» **Information shown**:
************
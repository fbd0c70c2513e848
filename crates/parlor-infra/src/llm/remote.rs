//! RemoteChatProvider -- concrete [`ChatProvider`] for any hosted endpoint
//! speaking the OpenAI chat completions protocol.
//!
//! Constructed from the three configuration values the relay resolves at
//! startup: endpoint, model identifier, and API key. Uses [`async_openai`]
//! for type-safe request/response handling and built-in SSE streaming.
//!
//! # API Key Security
//!
//! The key arrives as a [`secrecy::SecretString`] and is only exposed
//! when building the HTTP client configuration. The provider does NOT
//! derive `Debug`, so neither the key nor internal client state can leak
//! through logging.

use std::pin::Pin;

use async_openai::Client;
use async_openai::config::OpenAIConfig;
use async_openai::types::chat::{
    ChatCompletionMessageToolCall, ChatCompletionMessageToolCalls,
    ChatCompletionRequestAssistantMessage, ChatCompletionRequestAssistantMessageContent,
    ChatCompletionRequestMessage, ChatCompletionRequestSystemMessage,
    ChatCompletionRequestSystemMessageContent, ChatCompletionRequestToolMessage,
    ChatCompletionRequestToolMessageContent, ChatCompletionRequestUserMessage,
    ChatCompletionRequestUserMessageContent, ChatCompletionStreamOptions, ChatCompletionTool,
    ChatCompletionTools, CreateChatCompletionRequest, FinishReason, FunctionCall, FunctionObject,
};
use futures_util::Stream;
use secrecy::{ExposeSecret, SecretString};

use parlor_core::llm::ChatProvider;
use parlor_types::llm::{
    CompletionRequest, CompletionResponse, LlmError, ProviderCapabilities, Role, StopReason,
    StreamEvent, Usage,
};

use super::streaming::map_completion_stream;

/// Provider for an OpenAI-compatible hosted completion endpoint.
pub struct RemoteChatProvider {
    client: Client<OpenAIConfig>,
    model: String,
    capabilities: ProviderCapabilities,
}

impl RemoteChatProvider {
    /// Create a provider from the resolved configuration values.
    ///
    /// `endpoint` is the service base URL (e.g.
    /// `https://example.openai.azure.com/openai/v1`); `model` is the
    /// deployment/model identifier.
    pub fn new(endpoint: &str, model: impl Into<String>, api_key: SecretString) -> Self {
        let config = OpenAIConfig::new()
            .with_api_key(api_key.expose_secret())
            .with_api_base(endpoint);

        Self {
            client: Client::with_config(config),
            model: model.into(),
            capabilities: ProviderCapabilities {
                streaming: true,
                tool_calling: true,
                max_context_tokens: 128_000,
                max_output_tokens: 16_384,
            },
        }
    }

    /// The configured model identifier.
    pub fn model(&self) -> &str {
        &self.model
    }

    /// Build a [`CreateChatCompletionRequest`] from a generic
    /// [`CompletionRequest`].
    fn build_request(
        &self,
        request: &CompletionRequest,
        stream: bool,
    ) -> Result<CreateChatCompletionRequest, LlmError> {
        let mut messages: Vec<ChatCompletionRequestMessage> = Vec::new();

        if let Some(ref system) = request.system {
            messages.push(ChatCompletionRequestMessage::System(
                ChatCompletionRequestSystemMessage {
                    content: ChatCompletionRequestSystemMessageContent::Text(system.clone()),
                    name: None,
                },
            ));
        }

        for msg in &request.messages {
            messages.push(convert_message(msg)?);
        }

        let model = if request.model.is_empty() {
            self.model.clone()
        } else {
            request.model.clone()
        };

        let mut req = CreateChatCompletionRequest {
            model,
            messages,
            max_completion_tokens: Some(request.max_tokens),
            temperature: request.temperature.map(|t| t as f32),
            ..Default::default()
        };

        // Advertise capabilities so the service can call them mid-turn.
        if !request.tools.is_empty() {
            req.tools = Some(
                request
                    .tools
                    .iter()
                    .map(|def| ChatCompletionTools::Function(ChatCompletionTool {
                        function: FunctionObject {
                            name: def.name.clone(),
                            description: Some(def.description.clone()),
                            parameters: Some(def.input_schema.clone()),
                            strict: None,
                        },
                    }))
                    .collect(),
            );
        }

        if stream {
            req.stream = Some(true);
            req.stream_options = Some(ChatCompletionStreamOptions {
                include_usage: Some(true),
                include_obfuscation: None,
            });
        }

        Ok(req)
    }
}

/// Convert a wire message into the request message shape, including the
/// tool plumbing produced by capability auto-invocation.
fn convert_message(msg: &parlor_types::llm::WireMessage) -> Result<ChatCompletionRequestMessage, LlmError> {
    let converted = match msg.role {
        Role::System => ChatCompletionRequestMessage::System(ChatCompletionRequestSystemMessage {
            content: ChatCompletionRequestSystemMessageContent::Text(msg.content.clone()),
            name: None,
        }),
        Role::User => ChatCompletionRequestMessage::User(ChatCompletionRequestUserMessage {
            content: ChatCompletionRequestUserMessageContent::Text(msg.content.clone()),
            name: None,
        }),
        Role::Assistant => {
            let tool_calls = msg.tool_calls.as_ref().map(|calls| {
                calls
                    .iter()
                    .map(|call| ChatCompletionMessageToolCalls::Function(ChatCompletionMessageToolCall {
                        id: call.id.clone(),
                        function: FunctionCall {
                            name: call.name.clone(),
                            arguments: call.arguments.to_string(),
                        },
                    }))
                    .collect()
            });
            let content = if msg.content.is_empty() {
                None
            } else {
                Some(ChatCompletionRequestAssistantMessageContent::Text(
                    msg.content.clone(),
                ))
            };
            #[allow(deprecated)]
            ChatCompletionRequestMessage::Assistant(ChatCompletionRequestAssistantMessage {
                content,
                refusal: None,
                name: None,
                audio: None,
                tool_calls,
                function_call: None,
            })
        }
        Role::Tool => {
            let tool_call_id = msg.tool_call_id.clone().ok_or_else(|| {
                LlmError::InvalidRequest("tool message without a tool_call_id".to_string())
            })?;
            ChatCompletionRequestMessage::Tool(ChatCompletionRequestToolMessage {
                content: ChatCompletionRequestToolMessageContent::Text(msg.content.clone()),
                tool_call_id,
            })
        }
    };
    Ok(converted)
}

// RemoteChatProvider intentionally does NOT derive Debug to prevent
// accidental exposure of internal state including the API key inside the
// async-openai Client.

impl ChatProvider for RemoteChatProvider {
    fn name(&self) -> &str {
        "openai-compatible"
    }

    fn capabilities(&self) -> &ProviderCapabilities {
        &self.capabilities
    }

    async fn complete(&self, request: &CompletionRequest) -> Result<CompletionResponse, LlmError> {
        let wire_request = self.build_request(request, false)?;

        let response = self
            .client
            .chat()
            .create(wire_request)
            .await
            .map_err(map_client_error)?;

        let content = response
            .choices
            .first()
            .and_then(|c| c.message.content.clone())
            .unwrap_or_default();

        let stop_reason = response
            .choices
            .first()
            .and_then(|c| c.finish_reason.as_ref())
            .map(map_finish_reason)
            .unwrap_or(StopReason::EndTurn);

        let usage = response
            .usage
            .map(|u| Usage {
                input_tokens: u.prompt_tokens,
                output_tokens: u.completion_tokens,
            })
            .unwrap_or_default();

        Ok(CompletionResponse {
            id: response.id,
            content,
            model: response.model,
            stop_reason,
            usage,
        })
    }

    fn stream(
        &self,
        request: CompletionRequest,
    ) -> Pin<Box<dyn Stream<Item = Result<StreamEvent, LlmError>> + Send + 'static>> {
        let wire_request = match self.build_request(&request, true) {
            Ok(req) => req,
            Err(e) => {
                return Box::pin(futures_util::stream::once(async move { Err(e) }));
            }
        };

        // Clone the client for the 'static stream closure.
        let client = self.client.clone();

        Box::pin(async_stream::try_stream! {
            let inner_stream = client
                .chat()
                .create_stream(wire_request)
                .await
                .map_err(map_client_error)?;

            let mut inner = map_completion_stream(inner_stream);

            use futures_util::StreamExt;
            while let Some(event) = inner.next().await {
                match event {
                    Ok(ev) => yield ev,
                    Err(e) => Err(e)?,
                }
            }
        })
    }
}

/// Map an OpenAI-protocol finish reason onto the relay's stop reason.
pub(crate) fn map_finish_reason(reason: &FinishReason) -> StopReason {
    match reason {
        FinishReason::Stop => StopReason::EndTurn,
        FinishReason::Length => StopReason::MaxTokens,
        FinishReason::ToolCalls => StopReason::ToolUse,
        FinishReason::ContentFilter => StopReason::EndTurn,
        FinishReason::FunctionCall => StopReason::ToolUse,
    }
}

/// Map an `async_openai::error::OpenAIError` to an [`LlmError`].
fn map_client_error(err: async_openai::error::OpenAIError) -> LlmError {
    use async_openai::error::OpenAIError;

    match &err {
        OpenAIError::ApiError(api_err) => {
            let code = api_err.code.as_deref().unwrap_or("");
            let error_type = api_err.r#type.as_deref().unwrap_or("");

            if code == "authentication_error"
                || error_type == "authentication_error"
                || api_err.message.contains("Incorrect API key")
                || api_err.message.contains("Invalid API key")
            {
                LlmError::AuthenticationFailed
            } else if code == "rate_limit_exceeded" || error_type == "rate_limit_error" {
                LlmError::RateLimited {
                    retry_after_ms: None,
                }
            } else if code == "server_error" || error_type == "overloaded_error" {
                LlmError::Overloaded(api_err.message.clone())
            } else {
                LlmError::Provider {
                    message: err.to_string(),
                }
            }
        }
        OpenAIError::Reqwest(reqwest_err) => {
            if let Some(status) = reqwest_err.status() {
                match status.as_u16() {
                    401 => LlmError::AuthenticationFailed,
                    429 => LlmError::RateLimited {
                        retry_after_ms: None,
                    },
                    529 => LlmError::Overloaded(err.to_string()),
                    _ => LlmError::Provider {
                        message: err.to_string(),
                    },
                }
            } else {
                LlmError::Provider {
                    message: err.to_string(),
                }
            }
        }
        OpenAIError::JSONDeserialize(_, content) => {
            LlmError::Deserialization(format!("failed to parse response: {content}"))
        }
        OpenAIError::StreamError(stream_err) => LlmError::Stream(stream_err.to_string()),
        OpenAIError::InvalidArgument(msg) => LlmError::InvalidRequest(msg.clone()),
        _ => LlmError::Provider {
            message: err.to_string(),
        },
    }
}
************
» **Problem statement**: What is the number of lines in the records that hold the word "ToolUse"? Answer with that number by itself.

» **Output**: 2